The "Learning Forest" was developed in the course of an NLP project at DHBW Mannheim by the following team members:
- Alina Buss (4163246)
- Andreas Dichter (6104795)
- Can Berkil (2087362)
- Paula Hölterhoff (9633299)
- Phillip Lange (5920414)
- Simon Schmid (9917195)
Development Teams
- Webapp (Alina Buss, Andreas Dichter)
- Answer-Checker (Can Berkil, Simon Schmid)
- Question-Generator (Paula Hölterhoff, Phillip Lange)
Setup
- install docker (including docker-compose)
- navigate to NLP/webapp
- run "docker-compose up" or "docker-compose up --build"
- If there are any problems, try "docker-compose down --volumes" or "docker kill $(docker ps -q)"
- the build process may take a while
- Once done you can navigate to "localhost:5000" in your browser
Using the webapp
- upload your document (.docx)
- be sure that your document follows the needed structure
- you can also use our example (example-computational-linguistics.docx in the Documentation-Folder)
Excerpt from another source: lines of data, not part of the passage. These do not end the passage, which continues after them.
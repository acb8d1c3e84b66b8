//! Terminal user-interface building blocks.
//!
//! This module hosts the panel layout math, the line-prompt reader, the
//! spinner, and the screen-level renderer. The split keeps layout math,
//! input validation, and output styling decoupled from the session logic
//! that sequences them.

pub mod panel;
pub mod progress;
pub mod prompt;
pub mod renderer;
pub mod settings;
pub mod text;

pub use panel::{Panel, PanelRow};
pub use prompt::Prompter;
pub use renderer::Renderer;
- the question generation can take 1-3min depending on your hardware
- now you can use the learning and exercise pages as much as you want!
If you want to take a closer look at the database...
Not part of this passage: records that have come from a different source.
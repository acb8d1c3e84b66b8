//! Figlet text rendering behind the `TextRenderer` seam.
//!
//! The embedded standard font is parsed once at construction and doubles as
//! the fallback font. Every other catalog font resolves to a `<name>.flf`
//! file probed across the conventional figlet font directories, loaded per
//! render call. The session layer owns the fallback policy; this module only
//! reports precise failures.

use crate::catalog;
use crate::error::RenderError;
use figlet_rs::FIGfont;
use std::path::{Path, PathBuf};

/// Contract for the text-to-block-art collaborator.
pub trait TextRenderer {
    /// Render `text` in the named font. Deterministic for a given pair.
    fn render(&self, text: &str, font: &str) -> Result<String, RenderError>;
}

/// Directories probed for `<font>.flf` files, in order.
const FONT_DIRS: &[&str] = &[
    "/usr/share/figlet",
    "/usr/share/figlet/fonts",
    "/usr/local/share/figlet",
    "/opt/homebrew/share/figlet/fonts",
];

/// figlet-rs-backed production renderer.
pub struct FigletRenderer {
    standard: FIGfont,
    font_dirs: Vec<PathBuf>,
}

impl FigletRenderer {
    /// Build a renderer probing the conventional system font directories.
    pub fn new() -> Result<Self, RenderError> {
        Self::with_font_dirs(FONT_DIRS.iter().map(PathBuf::from).collect())
    }

    /// Build a renderer with an explicit font-directory list.
    pub fn with_font_dirs(font_dirs: Vec<PathBuf>) -> Result<Self, RenderError> {
        let standard = FIGfont::standard().map_err(RenderError::Font)?;
        Ok(Self {
            standard,
            font_dirs,
        })
    }

    /// Locate the `.flf` file for `font`, if any configured directory has it.
    pub fn resolve_font_path(&self, font: &str) -> Option<PathBuf> {
        if !is_plain_font_name(font) {
            return None;
        }
        self.font_dirs
            .iter()
            .map(|dir| dir.join(format!("{font}.flf")))
            .find(|candidate| candidate.is_file())
    }

    fn load_named_font(&self, font: &str) -> Result<FIGfont, RenderError> {
        let path = self
            .resolve_font_path(font)
            .ok_or_else(|| RenderError::UnknownFont(font.to_string()))?;
        load_font_file(&path)
    }
}

impl TextRenderer for FigletRenderer {
    fn render(&self, text: &str, font: &str) -> Result<String, RenderError> {
        let named_font;
        let figure = if font == catalog::DEFAULT_FONT {
            self.standard.convert(text)
        } else {
            named_font = self.load_named_font(font)?;
            named_font.convert(text)
        };
        figure
            .map(|art| art.to_string())
            .ok_or_else(|| RenderError::Unrenderable(text.to_string()))
    }
}

fn load_font_file(path: &Path) -> Result<FIGfont, RenderError> {
    let path_text = path
        .to_str()
        .ok_or_else(|| RenderError::Font(format!("non-UTF-8 font path {path:?}")))?;
    FIGfont::from_file(path_text).map_err(RenderError::Font)
}

/// Font names index into files, so only accept plain identifiers.
fn is_plain_font_name(font: &str) -> bool {
    !font.is_empty()
        && font
            .chars()
            .all(|c| c.is_ascii_alphanumeric() || c == '-' || c == '_')
}

#[cfg(test)]
mod tests {
    use super::*;
    use std::fs;

    fn renderer_without_font_dirs() -> FigletRenderer {
        FigletRenderer::with_font_dirs(Vec::new()).expect("embedded standard font parses")
    }

    #[test]
    fn standard_font_renders_text() {
        let renderer = renderer_without_font_dirs();
        let art = renderer.render("Hi", "standard").expect("renders");
        assert!(art.lines().count() > 1, "figlet output is multi-line");
        assert!(!art.trim().is_empty());
    }

    #[test]
    fn rendering_is_deterministic_for_same_pair() {
        let renderer = renderer_without_font_dirs();
        let first = renderer.render("Hello World", "standard").unwrap();
        let second = renderer.render("Hello World", "standard").unwrap();
        assert_eq!(first, second);
    }

    #[test]
    fn named_font_without_font_file_is_unknown() {
        let renderer = renderer_without_font_dirs();
        match renderer.render("Hi", "doom") {
            Err(RenderError::UnknownFont(name)) => assert_eq!(name, "doom"),
            other => panic!("expected UnknownFont, got {other:?}"),
        }
    }

    #[test]
    fn malformed_font_file_reports_font_error() {
        let dir = tempfile::tempdir().unwrap();
        fs::write(dir.path().join("doom.flf"), "not a figlet font").unwrap();
        let renderer =
            FigletRenderer::with_font_dirs(vec![dir.path().to_path_buf()]).unwrap();
        match renderer.render("Hi", "doom") {
            Err(RenderError::Font(_)) => {}
            other => panic!("expected Font error, got {other:?}"),
        }
    }

    #[test]
    fn font_names_with_path_separators_are_rejected() {
        let renderer = renderer_without_font_dirs();
        assert!(renderer.resolve_font_path("../etc/passwd").is_none());
        assert!(renderer.resolve_font_path("").is_none());
    }
}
- navigate to "localhost:1234" in your browser
- choose "PostgreSQL"
- log in withe following data:
- User: "postgres"
- Password: "securepwd"
Documentation
- Within the documents "upload-prozess.png" and "exercise-prozess.png", you can see a flowchart for the upload- and exercise-process
- The document "Präsentation" is corresponding to the presentation held on 18.01.2022
- There is an example-document to check the upload-process, named example-computational-linguistics.docx:
Answer-Checker
-
In this part the user input is compared and evaluated with the actual solutions (with the help of TF-IDF)
-
The evaluation is then used to decide whether the answer is correct or incorrect (If the score is >= 50% then the answer is right, otherwise the answer is wrong)
-
Libraries used in the process: Pandas, Numpy and Sklearn
-
Process stages:
- Get the answer from the User and the actual answer
- The TfidfVectorizer gets created (it is important that the stop words are rated lower, as they are not meaningful for the calculation of the score)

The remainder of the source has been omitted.